United States District Court, S.D. Georgia, Augusta Division
January 29, 2015
UNITED STATES OF AMERICA
J. RANDAL HALL, District Judge.
Presently before the Court is Defendant's Motion for Relief under Federal Rule of Civil Procedure 60(b)(4) whereby he asserts that the judgment against him is "void" because he "was convicted of an unconstitutional law that has been deemed not just unconstitutional but racially discriminatory by Congress." (Doc. 440.) Defendant pled guilty to distribution of five grams or more of cocaine base in violation of 21 U.S.C. § 841(a)(1). (Doc. 285.) Defendant was then sentenced to 300 months imprisonment. (Doc. 328.) Defendant did not appeal.
As best the Court can discern, Defendant requests relief under Rule 60(b), a civil rule, in his criminal case. However, "the defendant cannot challenge [criminal judgments] at issue under the Federal Rules of Civil Procedure." United States v. Mosavi, 138 F.3d 1365, 1366 (11th Cir. 1998) (emphasis in original); see also United States v. Whisby, 323 F.Appx. 781, 782 (11th Cir. 2009) ("[W]e have held that Rule 60(b) does not provide relief from a judgment in a criminal case."). In fact, Federal Rule of Civil Procedure 1 clearly states that the rules govern only "civil actions and proceedings." Fed.R.Civ.P. 1. Thus, to the extent Defendant seeks to attack the judgment under Rule 60, such a claim is DENIED.
Even so, "[f]ederal courts are obligated to look beyond the label of a pro se inmate's motion to determine if it is cognizable under a different statutory framework." United States v. Stossel, 348 F.3d 1320, 1322 n.2 (11th Cir. 2003). Here, Defendant attempts to argue that the judgment against him was void. Thus, the only possible relief Defendant could seek would be under 28 U.S.C. § 2255, which covers claims of a "right to be released upon the ground that the sentence was imposed in violation of the Constitution or laws of the United States." Defendant has not yet filed a § 2255 motion, but his present motion may be recharacterized as such. Under Supreme Court precedent, this type of recharacterization is only permissible if the Court first "informs the litigant of its intent to recharacterize, warns the litigant that the recharacterization will subject subsequent § 2255 motions to the law's "second or successive' restrictions, and provides the litigant with an opportunity to withdraw, or to amend, the filing." See Castro v. United States, 540 U.S. 375, 377 (2003).

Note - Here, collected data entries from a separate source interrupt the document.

//! Record codec: one JSONL line in, one structured record out.
//!
//! Parse failures are ordinary values here. Callers count them, cache them
//! and skip them; nothing in this module returns an error.

use serde_json::Value;
use std::collections::BTreeMap;
use std::fmt;

/// Why a line could not be turned into a structured value.
#[derive(Debug, Clone, PartialEq, Eq)]
pub enum FailureReason {
    /// Empty or whitespace-only line. Usually skipped silently.
    EmptyLine,
    /// Non-empty text that is not valid JSON.
    Malformed(String),
}

impl fmt::Display for FailureReason {
    fn fmt(&self, f: &mut fmt::Formatter<'_>) -> fmt::Result {
        match self {
            FailureReason::EmptyLine => write!(f, "empty line"),
            FailureReason::Malformed(msg) => write!(f, "{}", msg),
        }
    }
}

#[derive(Debug, Clone, PartialEq, Eq)]
pub struct ParseFailure {
    pub raw: String,
    pub reason: FailureReason,
}

/// A parsed line.
#[derive(Debug, Clone, PartialEq)]
pub enum Record {
    Value(Value),
    Invalid(ParseFailure),
}

impl Record {
    pub fn is_valid(&self) -> bool {
        matches!(self, Record::Value(_))
    }

    pub fn is_empty_line(&self) -> bool {
        matches!(
            self,
            Record::Invalid(ParseFailure {
                reason: FailureReason::EmptyLine,
                ..
            })
        )
    }

    pub fn value(&self) -> Option<&Value> {
        match self {
            Record::Value(v) => Some(v),
            Record::Invalid(_) => None,
        }
    }

    pub fn failure(&self) -> Option<&ParseFailure> {
        match self {
            Record::Value(_) => None,
            Record::Invalid(f) => Some(f),
        }
    }
}

/// Parse a single line.
pub fn parse(line: &str) -> Record {
    let line = line.strip_suffix('\r').unwrap_or(line);
    if line.trim().is_empty() {
        return Record::Invalid(ParseFailure {
            raw: line.to_string(),
            reason: FailureReason::EmptyLine,
        });
    }

    match serde_json::from_str::<Value>(line) {
        Ok(value) => Record::Value(value),
        Err(e) => Record::Invalid(ParseFailure {
            raw: line.to_string(),
            reason: FailureReason::Malformed(e.to_string()),
        }),
    }
}

/// Split `name[0][2]` into the key and its array indices.
///
/// A segment whose brackets do not parse as indices is treated as a plain key.
fn split_segment(segment: &str) -> (&str, Vec<usize>) {
    let Some(open) = segment.find('[') else {
        return (segment, Vec::new());
    };

    let key = &segment[..open];
    let mut indices = Vec::new();
    let mut rest = &segment[open..];

    while let Some(inner) = rest.strip_prefix('[') {
        let Some(close) = inner.find(']') else {
            return (segment, Vec::new());
        };
        match inner[..close].parse::<usize>() {
            Ok(i) => indices.push(i),
            Err(_) => return (segment, Vec::new()),
        }
        rest = &inner[close + 1..];
    }

    if rest.is_empty() {
        (key, indices)
    } else {
        (segment, Vec::new())
    }
}

/// Walk a dot path through a value.
pub fn lookup<'a>(value: &'a Value, path: &str) -> Option<&'a Value> {
    let mut current = value;

    for segment in path.split('.') {
        let (key, indices) = split_segment(segment);
        if !key.is_empty() {
            current = current.as_object()?.get(key)?;
        }
        for i in indices {
            current = current.as_array()?.get(i)?;
        }
    }

    Some(current)
}

/// Field lookup on a record. Invalid records have no fields.
pub fn get_field<'a>(record: &'a Record, path: &str) -> Option<&'a Value> {
    lookup(record.value()?, path)
}

/// Compare a field against an expected value.
///
/// Strings compare case-insensitively, everything else exactly.
/// An absent field never matches.
pub fn matches(record: &Record, path: &str, expected: &Value) -> bool {
    let Some(actual) = get_field(record, path) else {
        return false;
    };

    match (actual, expected) {
        (Value::String(a), Value::String(b)) => a.to_lowercase() == b.to_lowercase(),
        (a, b) => a == b,
    }
}

/// Flatten a record into `dotted.path[i] -> scalar`.
///
/// Empty objects and arrays are kept as leaves so the column they name
/// stays visible. Invalid records flatten to an empty map.
pub fn flatten(record: &Record) -> BTreeMap<String, Value> {
    let mut out = BTreeMap::new();
    if let Some(value) = record.value() {
        flatten_into(value, String::new(), &mut out);
    }
    out
}

fn flatten_into(value: &Value, prefix: String, out: &mut BTreeMap<String, Value>) {
    match value {
        Value::Object(map) if !map.is_empty() => {
            for (key, child) in map {
                let path = if prefix.is_empty() {
                    key.clone()
                } else {
                    format!("{}.{}", prefix, key)
                };
                flatten_into(child, path, out);
            }
        }
        Value::Array(items) if !items.is_empty() => {
            for (i, child) in items.iter().enumerate() {
                flatten_into(child, format!("{}[{}]", prefix, i), out);
            }
        }
        leaf => {
            out.insert(prefix, leaf.clone());
        }
    }
}

#[cfg(test)]
mod tests {
    use super::*;
    use serde_json::json;

    #[test]
    fn test_parse_object() {
        let record = parse(r#"{"level":"info","msg":"started"}"#);
        assert!(record.is_valid());
        assert_eq!(get_field(&record, "level"), Some(&json!("info")));
    }

    #[test]
    fn test_parse_strips_carriage_return() {
        let record = parse("{\"a\":1}\r");
        assert_eq!(record, Record::Value(json!({"a": 1})));
    }

    #[test]
    fn test_empty_line_is_distinct_failure() {
        for line in ["", "   ", "\t \t"] {
            let record = parse(line);
            assert!(record.is_empty_line(), "{:?} should be an empty line", line);
        }

        let malformed = parse("not valid json");
        assert!(!malformed.is_valid());
        assert!(!malformed.is_empty_line());
        let failure = malformed.failure().unwrap();
        assert_eq!(failure.raw, "not valid json");
        assert!(matches!(failure.reason, FailureReason::Malformed(_)));
    }

    #[test]
    fn test_get_field_nested() {
        let record = parse(r#"{"user":{"id":"123","profile":{"age":30}}}"#);
        assert_eq!(get_field(&record, "user.id"), Some(&json!("123")));
        assert_eq!(get_field(&record, "user.profile.age"), Some(&json!(30)));
    }

    #[test]
    fn test_get_field_missing_segment() {
        let record = parse(r#"{"user":{"id":"123"}}"#);
        assert_eq!(get_field(&record, "user.name"), None);
        assert_eq!(get_field(&record, "account.id"), None);
        assert_eq!(get_field(&record, "user.id.deeper"), None);
    }

    #[test]
    fn test_get_field_on_invalid_record() {
        let record = parse("{broken");
        assert_eq!(get_field(&record, "level"), None);
    }

    #[test]
    fn test_get_field_bracket_notation() {
        let record = parse(r#"{"user":{"tags":["a","b"]},"grid":[[1,2],[3,4]]}"#);
        assert_eq!(get_field(&record, "user.tags[1]"), Some(&json!("b")));
        assert_eq!(get_field(&record, "grid[1][0]"), Some(&json!(3)));
        assert_eq!(get_field(&record, "user.tags[5]"), None);
    }

    #[test]
    fn test_matches_case_insensitive_strings() {
        let record = parse(r#"{"level":"ERROR","code":500,"ok":false}"#);
        assert!(matches(&record, "level", &json!("error")));
        assert!(matches(&record, "level", &json!("Error")));
        assert!(!matches(&record, "level", &json!("warn")));
    }

    #[test]
    fn test_matches_non_strings_exact() {
        let record = parse(r#"{"code":500,"ok":false,"ratio":0.5}"#);
        assert!(matches(&record, "code", &json!(500)));
        assert!(!matches(&record, "code", &json!("500")));
        assert!(matches(&record, "ok", &json!(false)));
        assert!(matches(&record, "ratio", &json!(0.5)));
    }

    #[test]
    fn test_matches_absent_field() {
        let record = parse(r#"{"level":"info"}"#);
        assert!(!matches(&record, "missing", &Value::Null));
        assert!(!matches(&parse("garbage"), "level", &json!("info")));
    }

    #[test]
    fn test_flatten_nested() {
        let record = parse(r#"{"user":{"name":"Alice","tags":["a","b"]}}"#);
        let flat = flatten(&record);

        let expected: BTreeMap<String, Value> = [
            ("user.name".to_string(), json!("Alice")),
            ("user.tags[0]".to_string(), json!("a")),
            ("user.tags[1]".to_string(), json!("b")),
        ]
        .into_iter()
        .collect();
        assert_eq!(flat, expected);
    }

    #[test]
    fn test_flatten_array_of_objects() {
        let record = parse(r#"{"items":[{"id":1},{"id":2}],"n":null}"#);
        let flat = flatten(&record);
        assert_eq!(flat.get("items[0].id"), Some(&json!(1)));
        assert_eq!(flat.get("items[1].id"), Some(&json!(2)));
        assert_eq!(flat.get("n"), Some(&Value::Null));
        assert_eq!(flat.len(), 3);
    }

    #[test]
    fn test_flatten_keeps_empty_containers() {
        let record = parse(r#"{"meta":{},"tags":[]}"#);
        let flat = flatten(&record);
        assert_eq!(flat.get("meta"), Some(&json!({})));
        assert_eq!(flat.get("tags"), Some(&json!([])));
    }

    #[test]
    fn test_flatten_paths_resolve_with_get_field() {
        let record = parse(r#"{"a":{"b":[{"c":"x"}]}}"#);
        for (path, value) in flatten(&record) {
            assert_eq!(get_field(&record, &path), Some(&value));
        }
    }

    #[test]
    fn test_flatten_scalar_root_and_invalid() {
        let flat = flatten(&parse("42"));
        assert_eq!(flat.get(""), Some(&json!(42)));
        assert!(flatten(&parse("nope")).is_empty());
    }
}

In accordance with Castro, Defendant is hereby forewarned that the Court intends to recharacterize his motion as a § 2255 motion. This recharacterization will subject Defendant to the statutory restriction on "second or successive" § 2255 motions. See 28 U.S.C. §§ 2255(b) & 2255(h) (prohibiting claims in second or successive § 2255 motions except under certain specified circumstances). Furthermore, the Court DIRECTS Defendant to notify the Court within THIRTY (30) DAYS from the date of this Order whether he contests the recharacterization of his letter, whether he wishes to withdraw the letter, or whether he wishes to amend the letter in order to assert any other § 2255 claims.1 See Castro, 540 U.S. at 382. If Petitioner fails to respond to this Order, his letter will be recharacterized as a § 2255 motion, and the claims set forth therein will be addressed under the standards applicable to § 2255 motions. See id.